[Dataset entries]
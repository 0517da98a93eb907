//! viewer-side copy of the relay history
//!
//! fed by two paths: periodic snapshots (GET /data, or the `history` frame on
//! connect) and live pushes (`new-data`). readings are keyed by their relay
//! `seq`, so the same reading arriving through both paths is stored once.
//!
//! a snapshot is authoritative: it replaces the whole local copy, except for
//! readings pushed since the previous snapshot whose seq is newer than
//! anything the snapshot holds (push wins over an in-flight poll). entries
//! that only ever came from an older snapshot never survive, so a restarted
//! relay (seq back at 1) is picked up on the next snapshot.

use std::collections::{BTreeMap, BTreeSet};

use crate::domain::Reading;

pub const VIEWER_CAPACITY: usize = 500;

#[derive(Clone, Debug)]
pub struct LocalHistory {
    entries: BTreeMap<u64, Reading>,
    /// seqs that arrived by push and no snapshot has confirmed yet
    pushed: BTreeSet<u64>,
    capacity: usize,
    connected: bool,
}

impl LocalHistory {
    pub fn with_capacity(capacity: usize) -> Self {
        Self {
            entries: BTreeMap::new(),
            pushed: BTreeSet::new(),
            capacity: capacity.max(1),
            connected: false,
        }
    }

    /// live push; returns false when the exact reading is already held
    pub fn apply_push(&mut self, reading: Reading) -> bool {
        if self.entries.get(&reading.seq) == Some(&reading) {
            return false;
        }
        self.pushed.insert(reading.seq);
        self.entries.insert(reading.seq, reading);
        self.evict();
        true
    }

    /// full snapshot; returns the readings it added or changed, oldest first
    pub fn apply_snapshot(&mut self, snapshot: Vec<Reading>) -> Vec<Reading> {
        let newest = snapshot.iter().map(|r| r.seq).max();
        let mut next: BTreeMap<u64, Reading> = snapshot.into_iter().map(|r| (r.seq, r)).collect();

        let mut fresh: Vec<Reading> = next
            .iter()
            .filter(|(seq, r)| self.entries.get(seq) != Some(*r))
            .map(|(_, r)| r.clone())
            .collect();

        let pushed = std::mem::take(&mut self.pushed);
        for seq in pushed {
            if newest.is_some_and(|n| seq <= n) {
                continue;
            }
            if let Some(reading) = self.entries.remove(&seq) {
                next.insert(seq, reading);
                self.pushed.insert(seq);
            }
        }

        self.entries = next;
        self.evict();
        fresh.retain(|r| self.entries.contains_key(&r.seq));
        fresh
    }

    fn evict(&mut self) {
        while self.entries.len() > self.capacity {
            if let Some((seq, _)) = self.entries.pop_first() {
                self.pushed.remove(&seq);
            }
        }
    }

    pub fn latest(&self) -> Option<&Reading> {
        self.entries.values().next_back()
    }

    /// oldest first
    pub fn readings(&self) -> Vec<Reading> {
        self.entries.values().cloned().collect()
    }

    pub fn len(&self) -> usize {
        self.entries.len()
    }

    pub fn is_empty(&self) -> bool {
        self.entries.is_empty()
    }

    pub fn is_connected(&self) -> bool {
        self.connected
    }

    pub fn set_connected(&mut self, connected: bool) {
        self.connected = connected;
    }
}

impl Default for LocalHistory {
    fn default() -> Self {
        Self::with_capacity(VIEWER_CAPACITY)
    }
}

ABOUT THIS EXERCISE:
Your answer should consist of the lines above that hold the word "BTreeSet".

RESULT OF THIS EXERCISE:
use std::collections::{BTreeMap, BTreeSet};
    pushed: BTreeSet<u64>,
            pushed: BTreeSet::new(),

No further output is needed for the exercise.